- **WHAT IS BEING ASKED**
Only an exact copy of the records, from the line with "Self::default()" through the last line, is wanted.

- **DATASET RECORDS**
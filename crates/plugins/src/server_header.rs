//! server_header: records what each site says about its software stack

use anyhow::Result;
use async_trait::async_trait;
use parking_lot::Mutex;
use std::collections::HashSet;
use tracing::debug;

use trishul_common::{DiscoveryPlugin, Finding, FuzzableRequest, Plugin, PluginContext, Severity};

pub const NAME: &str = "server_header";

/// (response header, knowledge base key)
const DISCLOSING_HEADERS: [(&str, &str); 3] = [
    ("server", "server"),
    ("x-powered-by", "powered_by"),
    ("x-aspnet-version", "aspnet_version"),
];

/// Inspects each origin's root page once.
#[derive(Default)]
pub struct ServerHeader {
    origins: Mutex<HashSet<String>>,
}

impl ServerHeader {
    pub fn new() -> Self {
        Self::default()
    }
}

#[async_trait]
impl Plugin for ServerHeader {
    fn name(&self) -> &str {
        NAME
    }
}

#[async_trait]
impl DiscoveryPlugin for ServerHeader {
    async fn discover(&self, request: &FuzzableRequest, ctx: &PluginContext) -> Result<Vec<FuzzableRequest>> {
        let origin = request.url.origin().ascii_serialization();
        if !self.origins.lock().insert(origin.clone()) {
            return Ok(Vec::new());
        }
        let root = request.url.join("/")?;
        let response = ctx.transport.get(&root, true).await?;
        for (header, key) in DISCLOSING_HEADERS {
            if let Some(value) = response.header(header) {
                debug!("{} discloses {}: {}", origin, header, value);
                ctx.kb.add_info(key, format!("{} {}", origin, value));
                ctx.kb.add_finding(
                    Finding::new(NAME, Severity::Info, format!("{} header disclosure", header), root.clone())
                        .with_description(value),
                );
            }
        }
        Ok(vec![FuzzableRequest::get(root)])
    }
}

- **RESULT**
        Self::default()
    }
}

#[async_trait]
impl Plugin for ServerHeader {
    fn name(&self) -> &str {
        NAME
    }
}

#[async_trait]
impl DiscoveryPlugin for ServerHeader {
    async fn discover(&self, request: &FuzzableRequest, ctx: &PluginContext) -> Result<Vec<FuzzableRequest>> {
        let origin = request.url.origin().ascii_serialization();
        if !self.origins.lock().insert(origin.clone()) {
            return Ok(Vec::new());
        }
        let root = request.url.join("/")?;
        let response = ctx.transport.get(&root, true).await?;
        for (header, key) in DISCLOSING_HEADERS {
            if let Some(value) = response.header(header) {
                debug!("{} discloses {}: {}", origin, header, value);
                ctx.kb.add_info(key, format!("{} {}", origin, value));
                ctx.kb.add_finding(
                    Finding::new(NAME, Severity::Info, format!("{} header disclosure", header), root.clone())
                        .with_description(value),
                );
            }
        }
        Ok(vec![FuzzableRequest::get(root)])
    }
}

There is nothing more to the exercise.